After an evaluation, GNOME has moved from Bugzilla to GitLab. Learn more about GitLab.
No new issues can be reported in GNOME Bugzilla anymore.
To report an issue in a GNOME project, go to GNOME GitLab.
Do not go to GNOME Gitlab for: Bluefish, Doxygen, GnuCash, GStreamer, java-gnome, LDTP, NetworkManager, Tomboy.
Bug 710142 - Add more impressive transliteration to GLib
Add more impressive transliteration to GLib
Status: RESOLVED FIXED
Product: glib
Classification: Platform
Component: i18n
unspecified
Other All
: Normal enhancement
: ---
Assigned To: gtkdev
gtkdev
Depends on:
Blocks: 724194
 
 
Reported: 2013-10-14 20:59 UTC by Allison Karlitskaya (desrt)
Modified: 2014-02-20 23:29 UTC
See Also:
GNOME target: ---
GNOME version: ---


Attachments
transliteration based on gconv (6.35 KB, patch)
2014-02-17 14:19 UTC, Allison Karlitskaya (desrt)
none Details | Review
Add locale-sensitive ASCII transliteration API (50.30 KB, patch)
2014-02-17 18:20 UTC, Allison Karlitskaya (desrt)
reviewed Details | Review
tests: test transliteration API (3.75 KB, patch)
2014-02-17 18:20 UTC, Allison Karlitskaya (desrt)
committed Details | Review
g_str_tokenize_and_fold: do proper transliteration (2.09 KB, patch)
2014-02-17 18:20 UTC, Allison Karlitskaya (desrt)
committed Details | Review
Add locale-sensitive ASCII transliteration API (50.76 KB, patch)
2014-02-19 04:05 UTC, Allison Karlitskaya (desrt)
committed Details | Review

Description Allison Karlitskaya (desrt) 2013-10-14 20:59:25 UTC
See bug 709753.

g_str_tokenize_and_fold() does ASCII transliteration of strings for purposes of loose matching.  The API appears to support locale-specific transliteration (for example, translating "ö" -> "oe" for German locales) but this is not actually implemented.

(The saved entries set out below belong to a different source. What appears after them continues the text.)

//! H.264 图像顺序计数 (POC) 推导, 对应标准 8.2.1.

use crate::parsers::h264::{SliceHeader, Sps};

use super::picture::{FieldMask, H264Picture};

/// 当前图像的顶场/底场 POC
///
/// 场图像只有对应奇偶性的一项有效.
#[derive(Debug, Clone, Copy, PartialEq, Eq, Default)]
pub struct FieldOrderCnt {
    /// TopFieldOrderCnt
    pub top: i32,
    /// BottomFieldOrderCnt
    pub bottom: i32,
}

/// POC 推导跨图像状态
#[derive(Debug, Clone, Default)]
pub struct PocState {
    /// prevPicOrderCntMsb (类型 0, 仅由参考图像更新)
    prev_poc_msb: i32,
    /// prevPicOrderCntLsb (类型 0, 仅由参考图像更新)
    prev_poc_lsb: i32,
    /// prevFrameNumOffset (类型 1/2)
    prev_frame_num_offset: i32,
    /// 前一图像的 frame_num
    prev_frame_num: u32,
    /// 当前图像的 PicOrderCntMsb
    cur_poc_msb: i32,
    /// 当前图像的 FrameNumOffset
    cur_frame_num_offset: i32,
}

impl PocState {
    /// 创建初始状态
    pub fn new() -> Self {
        Self::default()
    }

    /// 恢复初始状态 (flush / 格式变化后)
    pub fn reset(&mut self) {
        *self = Self::default();
    }

    /// 前一图像的 frame_num
    pub fn prev_frame_num(&self) -> u32 {
        self.prev_frame_num
    }

    /// 计算当前图像的 POC
    pub fn compute(&mut self, sps: &Sps, slice: &SliceHeader) -> FieldOrderCnt {
        match sps.poc_type {
            0 => self.compute_type0(sps, slice),
            1 => self.compute_type1(sps, slice),
            _ => self.compute_type2(sps, slice),
        }
    }

    fn compute_type0(&mut self, sps: &Sps, slice: &SliceHeader) -> FieldOrderCnt {
        let (prev_msb, prev_lsb) = if slice.is_idr() {
            (0, 0)
        } else {
            (self.prev_poc_msb, self.prev_poc_lsb)
        };
        let max_lsb = sps.max_poc_lsb() as i32;
        let lsb = slice.pic_order_cnt_lsb as i32;

        // (8-3)
        let msb = if lsb < prev_lsb && prev_lsb - lsb >= max_lsb / 2 {
            prev_msb.wrapping_add(max_lsb)
        } else if lsb > prev_lsb && lsb - prev_lsb > max_lsb / 2 {
            prev_msb.wrapping_sub(max_lsb)
        } else {
            prev_msb
        };
        self.cur_poc_msb = msb;

        let mut cnt = FieldOrderCnt::default();
        let poc = msb.wrapping_add(lsb);
        if !slice.field_pic {
            cnt.top = poc;
            cnt.bottom = poc.wrapping_add(slice.delta_pic_order_cnt_bottom);
        } else if !slice.bottom_field {
            cnt.top = poc;
        } else {
            cnt.bottom = poc;
        }
        cnt
    }

    fn frame_num_offset(&mut self, sps: &Sps, slice: &SliceHeader) -> i32 {
        let offset = if slice.is_idr() {
            0
        } else if self.prev_frame_num > slice.frame_num {
            self.prev_frame_num_offset.wrapping_add(sps.max_frame_num() as i32)
        } else {
            self.prev_frame_num_offset
        };
        self.cur_frame_num_offset = offset;
        offset
    }

    fn compute_type1(&mut self, sps: &Sps, slice: &SliceHeader) -> FieldOrderCnt {
        let offset = self.frame_num_offset(sps, slice);
        let expected = expected_poc_type1(sps, offset, slice.frame_num, slice.is_reference());

        let top_to_bottom = sps.offset_for_top_to_bottom_field;
        let mut cnt = FieldOrderCnt::default();
        if !slice.field_pic {
            cnt.top = expected.wrapping_add(slice.delta_pic_order_cnt[0]);
            cnt.bottom = cnt
                .top
                .wrapping_add(top_to_bottom)
                .wrapping_add(slice.delta_pic_order_cnt[1]);
        } else if !slice.bottom_field {
            cnt.top = expected.wrapping_add(slice.delta_pic_order_cnt[0]);
        } else {
            cnt.bottom = expected
                .wrapping_add(top_to_bottom)
                .wrapping_add(slice.delta_pic_order_cnt[0]);
        }
        cnt
    }

    fn compute_type2(&mut self, sps: &Sps, slice: &SliceHeader) -> FieldOrderCnt {
        let offset = self.frame_num_offset(sps, slice);
        let temp = if slice.is_idr() {
            0
        } else {
            let temp = offset.wrapping_add(slice.frame_num as i32).wrapping_mul(2);
            if slice.is_reference() {
                temp
            } else {
                temp.wrapping_sub(1)
            }
        };

        let mut cnt = FieldOrderCnt::default();
        if !slice.field_pic {
            cnt.top = temp;
            cnt.bottom = temp;
        } else if !slice.bottom_field {
            cnt.top = temp;
        } else {
            cnt.bottom = temp;
        }
        cnt
    }

    /// 计算 frame_num 间隙中 "不存在" 帧的 POC, 并推进 frame_num 状态
    ///
    /// 类型 0 无法从 frame_num 推导 POC, 返回前一参考图像的 POC.
    pub fn compute_non_existing(&mut self, sps: &Sps, frame_num: u32) -> i32 {
        let offset = if self.prev_frame_num > frame_num {
            self.prev_frame_num_offset.wrapping_add(sps.max_frame_num() as i32)
        } else {
            self.prev_frame_num_offset
        };
        self.prev_frame_num_offset = offset;
        self.prev_frame_num = frame_num;

        match sps.poc_type {
            0 => self.prev_poc_msb.wrapping_add(self.prev_poc_lsb),
            1 => expected_poc_type1(sps, offset, frame_num, true),
            _ => offset.wrapping_add(frame_num as i32).wrapping_mul(2),
        }
    }

    /// 当前图像解码完成后更新跨图像状态, 在图像存入 DPB 之前调用
    pub fn finish_picture(&mut self, pic: &H264Picture, structure: FieldMask, poc_lsb: u32) {
        if pic.mmco5 {
            // 8.2.1: 带 MMCO5 的图像之后视作 frame_num=0, 以 tempPicOrderCnt 为基准
            self.prev_frame_num_offset = 0;
            self.prev_frame_num = 0;
            if pic.nal_ref {
                self.prev_poc_msb = 0;
                self.prev_poc_lsb = if structure == FieldMask::FRAME {
                    pic.top_poc.wrapping_sub(pic.top_poc.min(pic.bottom_poc))
                } else {
                    0
                };
            }
            return;
        }

        self.prev_frame_num_offset = self.cur_frame_num_offset;
        self.prev_frame_num = pic.frame_num;
        if pic.nal_ref {
            self.prev_poc_msb = self.cur_poc_msb;
            self.prev_poc_lsb = poc_lsb as i32;
        }
    }
}

/// 类型 1 的 expectedPicOrderCnt, 对应 (8-6) ~ (8-9)
///
/// offset_for_* 可取满 32 位范围, 累加按补码回绕.
fn expected_poc_type1(sps: &Sps, frame_num_offset: i32, frame_num: u32, is_reference: bool) -> i32 {
    let wrapping_sum = |offsets: &[i32]| offsets.iter().fold(0i32, |acc, &v| acc.wrapping_add(v));
    let cycle_len = sps.offset_for_ref_frame.len() as i32;
    let mut abs_frame_num = if cycle_len != 0 {
        frame_num_offset.wrapping_add(frame_num as i32)
    } else {
        0
    };
    if !is_reference && abs_frame_num > 0 {
        abs_frame_num -= 1;
    }

    let mut expected = 0i32;
    if abs_frame_num > 0 {
        let cycle_cnt = (abs_frame_num - 1) / cycle_len;
        let in_cycle = ((abs_frame_num - 1) % cycle_len) as usize;
        let delta_per_cycle = wrapping_sum(&sps.offset_for_ref_frame);
        expected = cycle_cnt
            .wrapping_mul(delta_per_cycle)
            .wrapping_add(wrapping_sum(&sps.offset_for_ref_frame[..=in_cycle]));
    }
    if !is_reference {
        expected = expected.wrapping_add(sps.offset_for_non_ref_pic);
    }
    expected
}
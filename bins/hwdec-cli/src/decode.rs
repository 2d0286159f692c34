//! 解码驱动循环.
//!
//! 按 [`VideoDecoder`] 的调用协议送入码流: 格式变化时记录新格式后重新提交,
//! 表面耗尽时先取出输出再重新提交.

use anyhow::{Result, bail};
use serde::Serialize;
use tracing::{debug, info, warn};

use hwdec_codec::{CodecKind, DecodeStatus, FormatInfo, VideoBuffer, VideoDecoder};

/// 激活格式摘要
#[derive(Debug, Clone, PartialEq, Eq, Serialize)]
pub struct FormatSummary {
    pub width: u32,
    pub height: u32,
    pub profile: u8,
    pub level: u8,
    pub dpb_size: u32,
    pub surface_count: u32,
}

impl From<&FormatInfo> for FormatSummary {
    fn from(format: &FormatInfo) -> Self {
        Self {
            width: format.width,
            height: format.height,
            profile: format.profile,
            level: format.level,
            dpb_size: format.dpb_size,
            surface_count: format.surface_count,
        }
    }
}

/// 解码统计
#[derive(Debug, Clone, Serialize)]
pub struct DecodeSummary {
    pub codec: CodecKind,
    /// 依次激活的格式
    pub formats: Vec<FormatSummary>,
    /// 按输出顺序排列的 POC
    pub output_pocs: Vec<i32>,
    /// 表面耗尽后重新提交的次数
    pub no_surface_retries: usize,
    /// 是否遇到损坏数据
    pub invalid_data: bool,
}

impl DecodeSummary {
    pub fn print(&self) {
        println!("编解码器: {}", self.codec);
        for (index, format) in self.formats.iter().enumerate() {
            println!(
                "格式 #{}: {}x{}, profile={}, level={}, dpb={}, surfaces={}",
                index,
                format.width,
                format.height,
                format.profile,
                format.level,
                format.dpb_size,
                format.surface_count
            );
        }
        println!("输出图像: {}", self.output_pocs.len());
        println!("表面耗尽重试: {}", self.no_surface_retries);
        if self.invalid_data {
            println!("警告: 码流中存在损坏数据");
        }
    }
}

/// 送入整段码流并取出全部输出
pub fn decode_stream(decoder: &mut dyn VideoDecoder, data: Vec<u8>) -> Result<DecodeSummary> {
    let mut summary = DecodeSummary {
        codec: decoder.codec(),
        formats: Vec::new(),
        output_pocs: Vec::new(),
        no_surface_retries: 0,
        invalid_data: false,
    };
    let buffer = VideoBuffer::from_data(data);

    loop {
        let status = decoder.decode(&buffer);
        let drained = drain(decoder, &mut summary);
        match status {
            DecodeStatus::Success => break,
            DecodeStatus::FormatChange => {
                let Some(format) = decoder.format_info() else {
                    bail!("FormatChange 之后没有可用格式");
                };
                info!(
                    "格式变化: {}x{}, dpb={}, surfaces={}",
                    format.width, format.height, format.dpb_size, format.surface_count
                );
                summary.formats.push(FormatSummary::from(format));
            }
            DecodeStatus::NoSurface => {
                if drained == 0 {
                    bail!("表面池耗尽且没有可释放的输出");
                }
                debug!("表面耗尽, 已释放 {} 幅输出后重新提交", drained);
                summary.no_surface_retries += 1;
            }
            DecodeStatus::InvalidData => {
                warn!("码流中存在损坏的 NAL, 其余 NAL 已处理");
                summary.invalid_data = true;
                break;
            }
            DecodeStatus::Unsupported | DecodeStatus::Fail => {
                bail!("解码失败, status={}", status);
            }
        }
    }

    decoder.flush();
    drain(decoder, &mut summary);
    info!(
        "解码完成: 输出 {} 幅, 格式变化 {} 次",
        summary.output_pocs.len(),
        summary.formats.len()
    );
    Ok(summary)
}

/// 取出并释放全部待输出图像, 返回数量
fn drain(decoder: &mut dyn VideoDecoder, summary: &mut DecodeSummary) -> usize {
    let mut count = 0;
    while let Some(picture) = decoder.get_output() {
        debug!("输出 poc={}, surface={}", picture.poc, picture.surface.id());
        summary.output_pocs.push(picture.poc);
        count += 1;
    }
    count
}
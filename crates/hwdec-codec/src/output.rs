//! 解码输出.
//!
//! DPB 通过 [`OutputSink`] 交出按显示顺序排列的图像, 控制循环使用 [`OutputQueue`]
//! 暂存, 供调用方 `get_output()` 取出.

use std::collections::VecDeque;

use crate::surface::Surface;

/// 已解码、可显示的图像
#[derive(Debug, Clone)]
pub struct DecodedPicture {
    /// 图像所在表面, 释放全部句柄后归还表面池
    pub surface: Surface,
    /// 图像 POC
    pub poc: i32,
    /// 随输入缓冲区传入的时间戳
    pub timestamp: i64,
}

/// 输出接收端
pub trait OutputSink {
    /// 接收一幅按显示顺序输出的图像
    fn output(&mut self, picture: DecodedPicture);
}

/// 输出队列
#[derive(Debug, Default)]
pub struct OutputQueue {
    pictures: VecDeque<DecodedPicture>,
}

impl OutputQueue {
    /// 创建空队列
    pub fn new() -> Self {
        Self::default()
    }

    /// 取出最早的输出图像
    pub fn pop(&mut self) -> Option<DecodedPicture> {
        self.pictures.pop_front()
    }

    /// 队列长度
    pub fn len(&self) -> usize {
        self.pictures.len()
    }

    /// 是否为空
    pub fn is_empty(&self) -> bool {
        self.pictures.is_empty()
    }

    /// 丢弃全部待取出图像
    pub fn clear(&mut self) {
        self.pictures.clear();
    }
}

impl OutputSink for OutputQueue {
    fn output(&mut self, picture: DecodedPicture) {
        self.pictures.push_back(picture);
    }
}

impl OutputSink for Vec<DecodedPicture> {
    fn output(&mut self, picture: DecodedPicture) {
        self.push(picture);
    }
}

iconv supports this sort of transliteration but it does it in whatever happens to be the current locale.  This is obviously not something that we can do from a library (unless we have xlocale, but even then we would not want to).

glibc contains the transliteration rules in its localedata.

glibc also exposes a gconv interface which seems more powerful (but I didn't have time to look into using it).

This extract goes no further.